[Dataset entries]
+++
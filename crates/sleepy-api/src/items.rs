//! Handlers for `/items` endpoints.
//!
//! | Method   | Path | Notes |
//! |----------|------|-------|
//! | `GET`    | `/items/` | Most recently updated first |
//! | `GET`    | `/items/{id}` | 404 if not found |
//! | `POST`   | `/items/` | Body: [`CreateItemBody`]; returns 201 |
//! | `PUT`    | `/items/{id}` | Body: [`UpdateItemBody`] |
//! | `DELETE` | `/items/{id}` | Returns the deleted id |

use std::sync::Arc;

use axum::{
  Json,
  extract::{Path, State},
  http::StatusCode,
  response::IntoResponse,
};
use serde::Deserialize;
use sleepy_core::{
  item::{ItemUpdate, NewItem, OwnerChange},
  store::InventoryStore,
};

use crate::{
  body::{ApiJson, PersonIdInput, RawPersonId, parse_id, present},
  error::ApiError,
  views::{Deleted, ItemList, ItemView, ItemWritten},
};

// ─── List ─────────────────────────────────────────────────────────────────────

/// `GET /items/`
pub async fn list<S>(State(store): State<Arc<S>>) -> Result<Json<ItemList>, ApiError>
where
  S: InventoryStore,
{
  let items = store.list_items().await.map_err(ApiError::store)?;
  Ok(Json(items.into_iter().collect()))
}

// ─── Get one ──────────────────────────────────────────────────────────────────

/// `GET /items/{id}`
pub async fn get_one<S>(
  State(store): State<Arc<S>>,
  Path(raw_id): Path<String>,
) -> Result<Json<ItemView>, ApiError>
where
  S: InventoryStore,
{
  let id = parse_id("item", &raw_id)?;
  let item = store
    .get_item(id)
    .await
    .map_err(ApiError::store)?
    .ok_or_else(|| ApiError::NotFound(format!("item {id} not found")))?;
  Ok(Json(item.into()))
}

// ─── Create ───────────────────────────────────────────────────────────────────

/// JSON body accepted by `POST /items/`.
#[derive(Debug, Deserialize)]
pub struct CreateItemBody {
  pub name:      Option<String>,
  pub person_id: Option<RawPersonId>,
}

/// `POST /items/` — returns 201 + the stored item.
///
/// A `person_id` that names no stored person leaves the item unowned.
pub async fn create<S>(
  State(store): State<Arc<S>>,
  ApiJson(body): ApiJson<CreateItemBody>,
) -> Result<impl IntoResponse, ApiError>
where
  S: InventoryStore,
{
  let person_id = match PersonIdInput::from_raw(body.person_id) {
    PersonIdInput::Id(pid) => {
      let person = store.get_person(pid).await.map_err(ApiError::store)?;
      if person.is_none() {
        tracing::debug!(person_id = pid, "unknown person_id; creating unowned item");
      }
      person.map(|p| p.id)
    }
    PersonIdInput::Malformed(raw) => {
      tracing::debug!(person_id = %raw, "malformed person_id; creating unowned item");
      None
    }
    PersonIdInput::Unset => None,
  };

  let item = store
    .create_item(NewItem::new(body.name, person_id)?)
    .await
    .map_err(ApiError::store)?;
  tracing::info!(item_id = item.id, "item created");

  Ok((
    StatusCode::CREATED,
    Json(ItemWritten {
      message: "Successfully added new item",
      item:    item.into(),
    }),
  ))
}

// ─── Update ───────────────────────────────────────────────────────────────────

/// JSON body accepted by `PUT /items/{id}`. Every field is optional.
#[derive(Debug, Deserialize)]
pub struct UpdateItemBody {
  pub name:        Option<String>,
  pub checked_out: Option<bool>,
  /// Absent keeps the owner, `null`/`""`/`0` clears it, anything else must
  /// name a stored person.
  #[serde(default, deserialize_with = "present")]
  pub person_id:   Option<Option<RawPersonId>>,
}

/// `PUT /items/{id}` — always refreshes the item's `updated` timestamp.
pub async fn update<S>(
  State(store): State<Arc<S>>,
  Path(raw_id): Path<String>,
  ApiJson(body): ApiJson<UpdateItemBody>,
) -> Result<Json<ItemWritten>, ApiError>
where
  S: InventoryStore,
{
  let id = parse_id("item", &raw_id)?;
  let not_found = || ApiError::NotFound(format!("item {id} not found"));

  store
    .get_item(id)
    .await
    .map_err(ApiError::store)?
    .ok_or_else(not_found)?;

  // Reject a bad body before looking up the requested owner.
  let update = ItemUpdate::new(body.name, body.checked_out, OwnerChange::Keep)?;

  let owner = match body.person_id.map(PersonIdInput::from_raw) {
    None => OwnerChange::Keep,
    Some(PersonIdInput::Unset) => OwnerChange::Clear,
    Some(PersonIdInput::Id(pid)) => {
      store
        .get_person(pid)
        .await
        .map_err(ApiError::store)?
        .ok_or_else(|| ApiError::NotFound(format!("person {pid} not found")))?;
      OwnerChange::Assign(pid)
    }
    Some(PersonIdInput::Malformed(raw)) => {
      return Err(ApiError::NotFound(format!("person {raw} not found")));
    }
  };

  let item = store
    .update_item(id, update.with_owner(owner))
    .await
    .map_err(ApiError::store)?
    .ok_or_else(not_found)?;
  tracing::info!(item_id = id, "item updated");

  Ok(Json(ItemWritten {
    message: "Successfully updated item.",
    item:    item.into(),
  }))
}

// ─── Delete ───────────────────────────────────────────────────────────────────

/// `DELETE /items/{id}`
pub async fn delete<S>(
  State(store): State<Arc<S>>,
  Path(raw_id): Path<String>,
) -> Result<Json<Deleted>, ApiError>
where
  S: InventoryStore,
{
  let id = parse_id("item", &raw_id)?;
  if !store.delete_item(id).await.map_err(ApiError::store)? {
    return Err(ApiError::NotFound(format!("item {id} not found")));
  }
  tracing::info!(item_id = id, "item deleted");

  Ok(Json(Deleted { message: "Successfully deleted item.", id }))
}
+++
[What you need to do]: Only the data above, repeated exactly, should make up the reply.

[Task answer]:
filename crates/sleepy-api/src/items.rs
//! Handlers for `/items` endpoints.
//!
//! | Method   | Path | Notes |
//! |----------|------|-------|
//! | `GET`    | `/items/` | Most recently updated first |
//! | `GET`    | `/items/{id}` | 404 if not found |
//! | `POST`   | `/items/` | Body: [`CreateItemBody`]; returns 201 |
//! | `PUT`    | `/items/{id}` | Body: [`UpdateItemBody`] |
//! | `DELETE` | `/items/{id}` | Returns the deleted id |

use std::sync::Arc;

use axum::{
  Json,
  extract::{Path, State},
  http::StatusCode,
  response::IntoResponse,
};
use serde::Deserialize;
use sleepy_core::{
  item::{ItemUpdate, NewItem, OwnerChange},
  store::InventoryStore,
};

use crate::{
  body::{ApiJson, PersonIdInput, RawPersonId, parse_id, present},
  error::ApiError,
  views::{Deleted, ItemList, ItemView, ItemWritten},
};

// ─── List ─────────────────────────────────────────────────────────────────────

/// `GET /items/`
pub async fn list<S>(State(store): State<Arc<S>>) -> Result<Json<ItemList>, ApiError>
where
  S: InventoryStore,
{
  let items = store.list_items().await.map_err(ApiError::store)?;
  Ok(Json(items.into_iter().collect()))
}

// ─── Get one ──────────────────────────────────────────────────────────────────

/// `GET /items/{id}`
pub async fn get_one<S>(
  State(store): State<Arc<S>>,
  Path(raw_id): Path<String>,
) -> Result<Json<ItemView>, ApiError>
where
  S: InventoryStore,
{
  let id = parse_id("item", &raw_id)?;
  let item = store
    .get_item(id)
    .await
    .map_err(ApiError::store)?
    .ok_or_else(|| ApiError::NotFound(format!("item {id} not found")))?;
  Ok(Json(item.into()))
}

// ─── Create ───────────────────────────────────────────────────────────────────

/// JSON body accepted by `POST /items/`.
#[derive(Debug, Deserialize)]
pub struct CreateItemBody {
  pub name:      Option<String>,
  pub person_id: Option<RawPersonId>,
}

/// `POST /items/` — returns 201 + the stored item.
///
/// A `person_id` that names no stored person leaves the item unowned.
pub async fn create<S>(
  State(store): State<Arc<S>>,
  ApiJson(body): ApiJson<CreateItemBody>,
) -> Result<impl IntoResponse, ApiError>
where
  S: InventoryStore,
{
  let person_id = match PersonIdInput::from_raw(body.person_id) {
    PersonIdInput::Id(pid) => {
      let person = store.get_person(pid).await.map_err(ApiError::store)?;
      if person.is_none() {
        tracing::debug!(person_id = pid, "unknown person_id; creating unowned item");
      }
      person.map(|p| p.id)
    }
    PersonIdInput::Malformed(raw) => {
      tracing::debug!(person_id = %raw, "malformed person_id; creating unowned item");
      None
    }
    PersonIdInput::Unset => None,
  };

  let item = store
    .create_item(NewItem::new(body.name, person_id)?)
    .await
    .map_err(ApiError::store)?;
  tracing::info!(item_id = item.id, "item created");

  Ok((
    StatusCode::CREATED,
    Json(ItemWritten {
      message: "Successfully added new item",
      item:    item.into(),
    }),
  ))
}

// ─── Update ───────────────────────────────────────────────────────────────────

/// JSON body accepted by `PUT /items/{id}`. Every field is optional.
#[derive(Debug, Deserialize)]
pub struct UpdateItemBody {
  pub name:        Option<String>,
  pub checked_out: Option<bool>,
  /// Absent keeps the owner, `null`/`""`/`0` clears it, anything else must
  /// name a stored person.
  #[serde(default, deserialize_with = "present")]
  pub person_id:   Option<Option<RawPersonId>>,
}

/// `PUT /items/{id}` — always refreshes the item's `updated` timestamp.
pub async fn update<S>(
  State(store): State<Arc<S>>,
  Path(raw_id): Path<String>,
  ApiJson(body): ApiJson<UpdateItemBody>,
) -> Result<Json<ItemWritten>, ApiError>
where
  S: InventoryStore,
{
  let id = parse_id("item", &raw_id)?;
  let not_found = || ApiError::NotFound(format!("item {id} not found"));

  store
    .get_item(id)
    .await
    .map_err(ApiError::store)?
    .ok_or_else(not_found)?;

  // Reject a bad body before looking up the requested owner.
  let update = ItemUpdate::new(body.name, body.checked_out, OwnerChange::Keep)?;

  let owner = match body.person_id.map(PersonIdInput::from_raw) {
    None => OwnerChange::Keep,
    Some(PersonIdInput::Unset) => OwnerChange::Clear,
    Some(PersonIdInput::Id(pid)) => {
      store
        .get_person(pid)
        .await
        .map_err(ApiError::store)?
        .ok_or_else(|| ApiError::NotFound(format!("person {pid} not found")))?;
      OwnerChange::Assign(pid)
    }
    Some(PersonIdInput::Malformed(raw)) => {
      return Err(ApiError::NotFound(format!("person {raw} not found")));
    }
  };

  let item = store
    .update_item(id, update.with_owner(owner))
    .await
    .map_err(ApiError::store)?
    .ok_or_else(not_found)?;
  tracing::info!(item_id = id, "item updated");

  Ok(Json(ItemWritten {
    message: "Successfully updated item.",
    item:    item.into(),
  }))
}

// ─── Delete ───────────────────────────────────────────────────────────────────

/// `DELETE /items/{id}`
pub async fn delete<S>(
  State(store): State<Arc<S>>,
  Path(raw_id): Path<String>,
) -> Result<Json<Deleted>, ApiError>
where
  S: InventoryStore,
{
  let id = parse_id("item", &raw_id)?;
  if !store.delete_item(id).await.map_err(ApiError::store)? {
    return Err(ApiError::NotFound(format!("item {id} not found")));
  }
  tracing::info!(item_id = id, "item deleted");

  Ok(Json(Deleted { message: "Successfully deleted item.", id }))
}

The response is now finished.